- The real voyage of discovery consists not in seeking new lands but seeing with new eyes. Marcel Proust
Travel to Taipei, Taiwan
The story of Taipei began when the Han Chinese stayed in the basin of Taipei in 1709. It was caught between colonial politics. Though there is insufficient knowledge about its earliest inhabitants, human life started here about 5000 years ago.
A Portuguese writer once called this “Ilha Formosa” or beautiful island when translated in English. The Dutch were the first ones to colonize this land where at that time, a few Chinese fishermen inhabited the land. Spanish red beards claimed Dan Shui in 1626. The Dutch managed to chase away the Spaniards in 1641, but its rise to power didn’t last upon Koxinga coming to the scene.
Things to see in Taipei
Chiang Kai-Shek Memorial Hall
Chiang Kai-Shek Memorial Hall is an imposing tomb and shrine to Taipei's most famous leader and it also houses Taipei's main venues for the performing arts, the National Theatre and National Opera House in its large grounds.
The Longshan Temple is the city's most atmospheric Taoist temple. Curling dragons, wafting incense and burning paper ‘ghost money' are only some of the things you can experience here while understanding the importance of temples to the locals.
As shopping and eating are the top entertainments in Taiwan, good places to experience these are at the many night markets dotted throughout the city. Many stay open until midnight. ShihLin night market (Wenlin Road, Datung Road and Pingan Road, ShihLin District) is the largest, while Huashi Street Night Market (Snake Alley, between Siyuan Road and Huanhe South Road) a few paces from Lungshan Temple, is the most famous. It sells everything from snake soup and painted umbrellas to shoulder massages.
National Palace Museum
Located in the verdant hills on the outskirts of Taipei, The National Palace Museum is home to more than 650,000 priceless Chinese artefacts - the world's largest collection. The main exhibition, including the famous Jadeite Cabbage, follows an interesting and easily interpreted timeline through China's dynasties to the present day.

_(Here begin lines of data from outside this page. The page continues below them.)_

//! Application-wide constants and compile-time configuration.
//!
//! Message sizing, queue depths and transaction timing live here so
//! they can be tuned in one place. Both transports and the router must
//! agree on `MSG_MAX_LEN`.

// Messages

/// Maximum payload length of a single frame (bytes), shared by every port.
pub const MSG_MAX_LEN: usize = 238;

/// Frame sent back to a requester whose direction already has a
/// transaction in flight.
pub const BUSY_FRAME: &[u8] = b"BUSY";

/// Frame sent to an initiator whose transaction expired without a response.
pub const TIMEOUT_FRAME: &[u8] = b"TIMEOUT";

// Queues

/// Depth of each adapter's inbound channel feeding the bridge task.
pub const INBOX_DEPTH: usize = 4;

/// Depth of each port's outbound channel drained by its transport task.
pub const OUTBOX_DEPTH: usize = 4;

// Transactions

/// Interval between router ticks (ms). The owner of the timer signals
/// the bridge at this rate.
pub const TICK_INTERVAL_MS: u64 = 100;

/// Number of ticks a transaction may stay pending before it is expired.
/// 50 × 100 ms = 5 s.
pub const TRANSACTION_TIMEOUT_TICKS: u32 = 50;

// Test doubles

/// Number of sent frames the mock transport remembers.
pub const MOCK_LOG_DEPTH: usize = 8;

The Beitou Museum was originally a hotel under Japanese occupation, then an antique house and then finally a museum when it was reconstructed in 1984. It features over 5,000 artefacts of traditional folk art including aboriginal art and embroideries. It remains one of the largest, free-standing, wooden houses dating from the Japense occupation in Taiwan.
Landis Pause Resort
Taiwan has the second highest number of hot springs outside Japan. Bathe in sulphurous ones in the forested mountains at the Landis Pause Resort. At Wulai, visitors can also experience aboriginal traditional dancing and cuisine, and cherry blossoms in spring.